Your task
Write out each line below exactly as it appears.

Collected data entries
++++++
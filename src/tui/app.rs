//! Application state and key handling.

use super::input::{digit_cell, is_quit, move_cursor};
use crossterm::event::{KeyCode, KeyEvent};
use strictly_xo::{
    Difficulty, GameEvent, GameMode, GameSession, MoveError, Position, RoundEnding, Screen,
    SessionController, SetupField, SetupForm,
};
use tracing::{debug, info};

/// Setup screen rows that take focus.
#[derive(Debug, Clone, Copy, PartialEq, Eq)]
pub enum SetupFocus {
    /// Mode toggle.
    Mode,
    /// First player's name.
    PlayerX,
    /// Second player's name (two-player only).
    PlayerO,
    /// Bot strength (bot only).
    Difficulty,
}

impl SetupFocus {
    fn order(mode: GameMode) -> [SetupFocus; 3] {
        match mode {
            GameMode::HumanVsHuman => [Self::Mode, Self::PlayerX, Self::PlayerO],
            GameMode::HumanVsAutomated => [Self::Mode, Self::PlayerX, Self::Difficulty],
        }
    }

    fn step(self, mode: GameMode, forward: bool) -> Self {
        let order = Self::order(mode);
        let at = order.iter().position(|f| *f == self).unwrap_or(0);
        let next = if forward {
            (at + 1) % order.len()
        } else {
            (at + order.len() - 1) % order.len()
        };
        order[next]
    }
}

/// What the event loop should do after a key.
#[derive(Debug, Clone, Copy, PartialEq, Eq)]
pub enum Action {
    /// Nothing beyond redrawing.
    None,
    /// Send a move for this cell.
    Play(Position),
    /// Leave the program.
    Quit,
}

/// Main application state. Owns the session.
#[derive(Debug)]
pub struct App {
    session: GameSession,
    controller: SessionController,
    form: SetupForm,
    focus: SetupFocus,
    invalid: Vec<SetupField>,
    cursor: Position,
    status: String,
    ending: Option<RoundEnding>,
}

impl App {
    /// Creates the app on the setup screen.
    pub fn new(difficulty: Difficulty) -> Self {
        Self {
            session: GameSession::new(),
            controller: SessionController::new(),
            form: SetupForm::new(String::new(), String::new(), difficulty),
            focus: SetupFocus::PlayerX,
            invalid: Vec::new(),
            cursor: Position::Center,
            status: String::new(),
            ending: None,
        }
    }

    /// The session.
    pub fn session(&self) -> &GameSession {
        &self.session
    }

    /// Mutable session, lent to the coordinator.
    pub fn session_mut(&mut self) -> &mut GameSession {
        &mut self.session
    }

    /// Current screen.
    pub fn screen(&self) -> Screen {
        self.controller.screen()
    }

    /// Mode selected on the setup screen.
    pub fn selected_mode(&self) -> GameMode {
        self.controller.selected_mode()
    }

    /// Setup form contents.
    pub fn form(&self) -> &SetupForm {
        &self.form
    }

    /// Focused setup row.
    pub fn focus(&self) -> SetupFocus {
        self.focus
    }

    /// Whether `field` failed the last validation.
    pub fn is_invalid(&self, field: SetupField) -> bool {
        self.invalid.contains(&field)
    }

    /// Board cursor.
    pub fn cursor(&self) -> Position {
        self.cursor
    }

    /// Status line text.
    pub fn status(&self) -> &str {
        &self.status
    }

    /// How the last round ended, while its banner is up.
    pub fn ending(&self) -> Option<&RoundEnding> {
        self.ending.as_ref()
    }

    /// Updates the status line from a presentation hook.
    pub fn handle_event(&mut self, event: GameEvent) {
        debug!(?event, "Handling game event");
        let names = self.session.board().names();
        match event {
            GameEvent::MarkPlaced { index, mark } => {
                let cell = Position::from_index(index).map(Position::label).unwrap_or("?");
                self.status = format!("{} ({}) played {}", names.name(mark), mark, cell);
            }
            GameEvent::TurnChanged { active } => {
                self.status = format!("{}'s turn ({})", names.name(active), active);
            }
            GameEvent::RoundEnded(ending) => {
                self.status = "R: play again | B: back to setup | Q: quit".to_string();
                self.ending = Some(ending);
            }
        }
    }

    /// Shows a failed move. The round stays playable.
    pub fn report(&mut self, error: &MoveError) {
        self.status = match error {
            MoveError::Resolve(e) => format!("Move not confirmed ({}). Try again.", e.kind),
            MoveError::Shape(e) => format!("Server sent a bad board ({}). Try again.", e.kind),
        };
    }

    /// Handles one key press.
    pub fn handle_key(&mut self, key: KeyEvent) -> Action {
        if is_quit(&key) {
            return Action::Quit;
        }
        match self.controller.screen() {
            Screen::Setup => self.setup_key(key.code),
            Screen::Game => self.game_key(key.code),
        }
    }

    fn setup_key(&mut self, code: KeyCode) -> Action {
        let mode = self.controller.selected_mode();
        match (self.focus, code) {
            (_, KeyCode::Esc) => return Action::Quit,
            (_, KeyCode::Enter) => self.start(),
            (_, KeyCode::Tab | KeyCode::Down) => self.focus = self.focus.step(mode, true),
            (_, KeyCode::BackTab | KeyCode::Up) => self.focus = self.focus.step(mode, false),
            (SetupFocus::Mode, KeyCode::Left | KeyCode::Right | KeyCode::Char(' ')) => {
                self.controller.select_mode(mode.toggle());
                self.invalid.clear();
            }
            (SetupFocus::Difficulty, KeyCode::Left | KeyCode::Right | KeyCode::Char(' ')) => {
                self.form.difficulty = self.form.difficulty.cycle();
            }
            (SetupFocus::PlayerX, KeyCode::Char(c)) => self.form.player_x.push(c),
            (SetupFocus::PlayerX, KeyCode::Backspace) => {
                self.form.player_x.pop();
            }
            (SetupFocus::PlayerO, KeyCode::Char(c)) => self.form.player_o.push(c),
            (SetupFocus::PlayerO, KeyCode::Backspace) => {
                self.form.player_o.pop();
            }
            _ => {}
        }
        Action::None
    }

    fn start(&mut self) {
        match self.controller.start_round(&mut self.session, &self.form) {
            Ok(()) => {
                self.invalid.clear();
                self.begin_round_view();
                info!(mode = ?self.selected_mode(), "Round started from setup");
            }
            Err(e) => self.invalid = e.fields,
        }
    }

    fn begin_round_view(&mut self) {
        self.ending = None;
        self.cursor = Position::Center;
        let names = self.session.board().names();
        self.status = format!("{}'s turn (X)", names.x);
    }

    fn game_key(&mut self, code: KeyCode) -> Action {
        match code {
            KeyCode::Char('q') => Action::Quit,
            KeyCode::Char('b') | KeyCode::Esc => {
                self.controller.return_to_setup();
                self.ending = None;
                self.focus = SetupFocus::PlayerX;
                Action::None
            }
            KeyCode::Char('r') if !self.session.board().is_active() => {
                self.controller.reset(&mut self.session);
                self.begin_round_view();
                Action::None
            }
            KeyCode::Enter | KeyCode::Char(' ') => Action::Play(self.cursor),
            KeyCode::Up | KeyCode::Down | KeyCode::Left | KeyCode::Right => {
                self.cursor = move_cursor(self.cursor, code);
                Action::None
            }
            other => match digit_cell(other) {
                Some(cell) => {
                    self.cursor = cell;
                    Action::Play(cell)
                }
                None => Action::None,
            },
        }
    }
}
++++++
Solution to this task
filename src/tui/app.rs
//! Application state and key handling.

use super::input::{digit_cell, is_quit, move_cursor};
use crossterm::event::{KeyCode, KeyEvent};
use strictly_xo::{
    Difficulty, GameEvent, GameMode, GameSession, MoveError, Position, RoundEnding, Screen,
    SessionController, SetupField, SetupForm,
};
use tracing::{debug, info};

/// Setup screen rows that take focus.
#[derive(Debug, Clone, Copy, PartialEq, Eq)]
pub enum SetupFocus {
    /// Mode toggle.
    Mode,
    /// First player's name.
    PlayerX,
    /// Second player's name (two-player only).
    PlayerO,
    /// Bot strength (bot only).
    Difficulty,
}

impl SetupFocus {
    fn order(mode: GameMode) -> [SetupFocus; 3] {
        match mode {
            GameMode::HumanVsHuman => [Self::Mode, Self::PlayerX, Self::PlayerO],
            GameMode::HumanVsAutomated => [Self::Mode, Self::PlayerX, Self::Difficulty],
        }
    }

    fn step(self, mode: GameMode, forward: bool) -> Self {
        let order = Self::order(mode);
        let at = order.iter().position(|f| *f == self).unwrap_or(0);
        let next = if forward {
            (at + 1) % order.len()
        } else {
            (at + order.len() - 1) % order.len()
        };
        order[next]
    }
}

/// What the event loop should do after a key.
#[derive(Debug, Clone, Copy, PartialEq, Eq)]
pub enum Action {
    /// Nothing beyond redrawing.
    None,
    /// Send a move for this cell.
    Play(Position),
    /// Leave the program.
    Quit,
}

/// Main application state. Owns the session.
#[derive(Debug)]
pub struct App {
    session: GameSession,
    controller: SessionController,
    form: SetupForm,
    focus: SetupFocus,
    invalid: Vec<SetupField>,
    cursor: Position,
    status: String,
    ending: Option<RoundEnding>,
}

impl App {
    /// Creates the app on the setup screen.
    pub fn new(difficulty: Difficulty) -> Self {
        Self {
            session: GameSession::new(),
            controller: SessionController::new(),
            form: SetupForm::new(String::new(), String::new(), difficulty),
            focus: SetupFocus::PlayerX,
            invalid: Vec::new(),
            cursor: Position::Center,
            status: String::new(),
            ending: None,
        }
    }

    /// The session.
    pub fn session(&self) -> &GameSession {
        &self.session
    }

    /// Mutable session, lent to the coordinator.
    pub fn session_mut(&mut self) -> &mut GameSession {
        &mut self.session
    }

    /// Current screen.
    pub fn screen(&self) -> Screen {
        self.controller.screen()
    }

    /// Mode selected on the setup screen.
    pub fn selected_mode(&self) -> GameMode {
        self.controller.selected_mode()
    }

    /// Setup form contents.
    pub fn form(&self) -> &SetupForm {
        &self.form
    }

    /// Focused setup row.
    pub fn focus(&self) -> SetupFocus {
        self.focus
    }

    /// Whether `field` failed the last validation.
    pub fn is_invalid(&self, field: SetupField) -> bool {
        self.invalid.contains(&field)
    }

    /// Board cursor.
    pub fn cursor(&self) -> Position {
        self.cursor
    }

    /// Status line text.
    pub fn status(&self) -> &str {
        &self.status
    }

    /// How the last round ended, while its banner is up.
    pub fn ending(&self) -> Option<&RoundEnding> {
        self.ending.as_ref()
    }

    /// Updates the status line from a presentation hook.
    pub fn handle_event(&mut self, event: GameEvent) {
        debug!(?event, "Handling game event");
        let names = self.session.board().names();
        match event {
            GameEvent::MarkPlaced { index, mark } => {
                let cell = Position::from_index(index).map(Position::label).unwrap_or("?");
                self.status = format!("{} ({}) played {}", names.name(mark), mark, cell);
            }
            GameEvent::TurnChanged { active } => {
                self.status = format!("{}'s turn ({})", names.name(active), active);
            }
            GameEvent::RoundEnded(ending) => {
                self.status = "R: play again | B: back to setup | Q: quit".to_string();
                self.ending = Some(ending);
            }
        }
    }

    /// Shows a failed move. The round stays playable.
    pub fn report(&mut self, error: &MoveError) {
        self.status = match error {
            MoveError::Resolve(e) => format!("Move not confirmed ({}). Try again.", e.kind),
            MoveError::Shape(e) => format!("Server sent a bad board ({}). Try again.", e.kind),
        };
    }

    /// Handles one key press.
    pub fn handle_key(&mut self, key: KeyEvent) -> Action {
        if is_quit(&key) {
            return Action::Quit;
        }
        match self.controller.screen() {
            Screen::Setup => self.setup_key(key.code),
            Screen::Game => self.game_key(key.code),
        }
    }

    fn setup_key(&mut self, code: KeyCode) -> Action {
        let mode = self.controller.selected_mode();
        match (self.focus, code) {
            (_, KeyCode::Esc) => return Action::Quit,
            (_, KeyCode::Enter) => self.start(),
            (_, KeyCode::Tab | KeyCode::Down) => self.focus = self.focus.step(mode, true),
            (_, KeyCode::BackTab | KeyCode::Up) => self.focus = self.focus.step(mode, false),
            (SetupFocus::Mode, KeyCode::Left | KeyCode::Right | KeyCode::Char(' ')) => {
                self.controller.select_mode(mode.toggle());
                self.invalid.clear();
            }
            (SetupFocus::Difficulty, KeyCode::Left | KeyCode::Right | KeyCode::Char(' ')) => {
                self.form.difficulty = self.form.difficulty.cycle();
            }
            (SetupFocus::PlayerX, KeyCode::Char(c)) => self.form.player_x.push(c),
            (SetupFocus::PlayerX, KeyCode::Backspace) => {
                self.form.player_x.pop();
            }
            (SetupFocus::PlayerO, KeyCode::Char(c)) => self.form.player_o.push(c),
            (SetupFocus::PlayerO, KeyCode::Backspace) => {
                self.form.player_o.pop();
            }
            _ => {}
        }
        Action::None
    }

    fn start(&mut self) {
        match self.controller.start_round(&mut self.session, &self.form) {
            Ok(()) => {
                self.invalid.clear();
                self.begin_round_view();
                info!(mode = ?self.selected_mode(), "Round started from setup");
            }
            Err(e) => self.invalid = e.fields,
        }
    }

    fn begin_round_view(&mut self) {
        self.ending = None;
        self.cursor = Position::Center;
        let names = self.session.board().names();
        self.status = format!("{}'s turn (X)", names.x);
    }

    fn game_key(&mut self, code: KeyCode) -> Action {
        match code {
            KeyCode::Char('q') => Action::Quit,
            KeyCode::Char('b') | KeyCode::Esc => {
                self.controller.return_to_setup();
                self.ending = None;
                self.focus = SetupFocus::PlayerX;
                Action::None
            }
            KeyCode::Char('r') if !self.session.board().is_active() => {
                self.controller.reset(&mut self.session);
                self.begin_round_view();
                Action::None
            }
            KeyCode::Enter | KeyCode::Char(' ') => Action::Play(self.cursor),
            KeyCode::Up | KeyCode::Down | KeyCode::Left | KeyCode::Right => {
                self.cursor = move_cursor(self.cursor, code);
                Action::None
            }
            other => match digit_cell(other) {
                Some(cell) => {
                    self.cursor = cell;
                    Action::Play(cell)
                }
                None => Action::None,
            },
        }
    }
}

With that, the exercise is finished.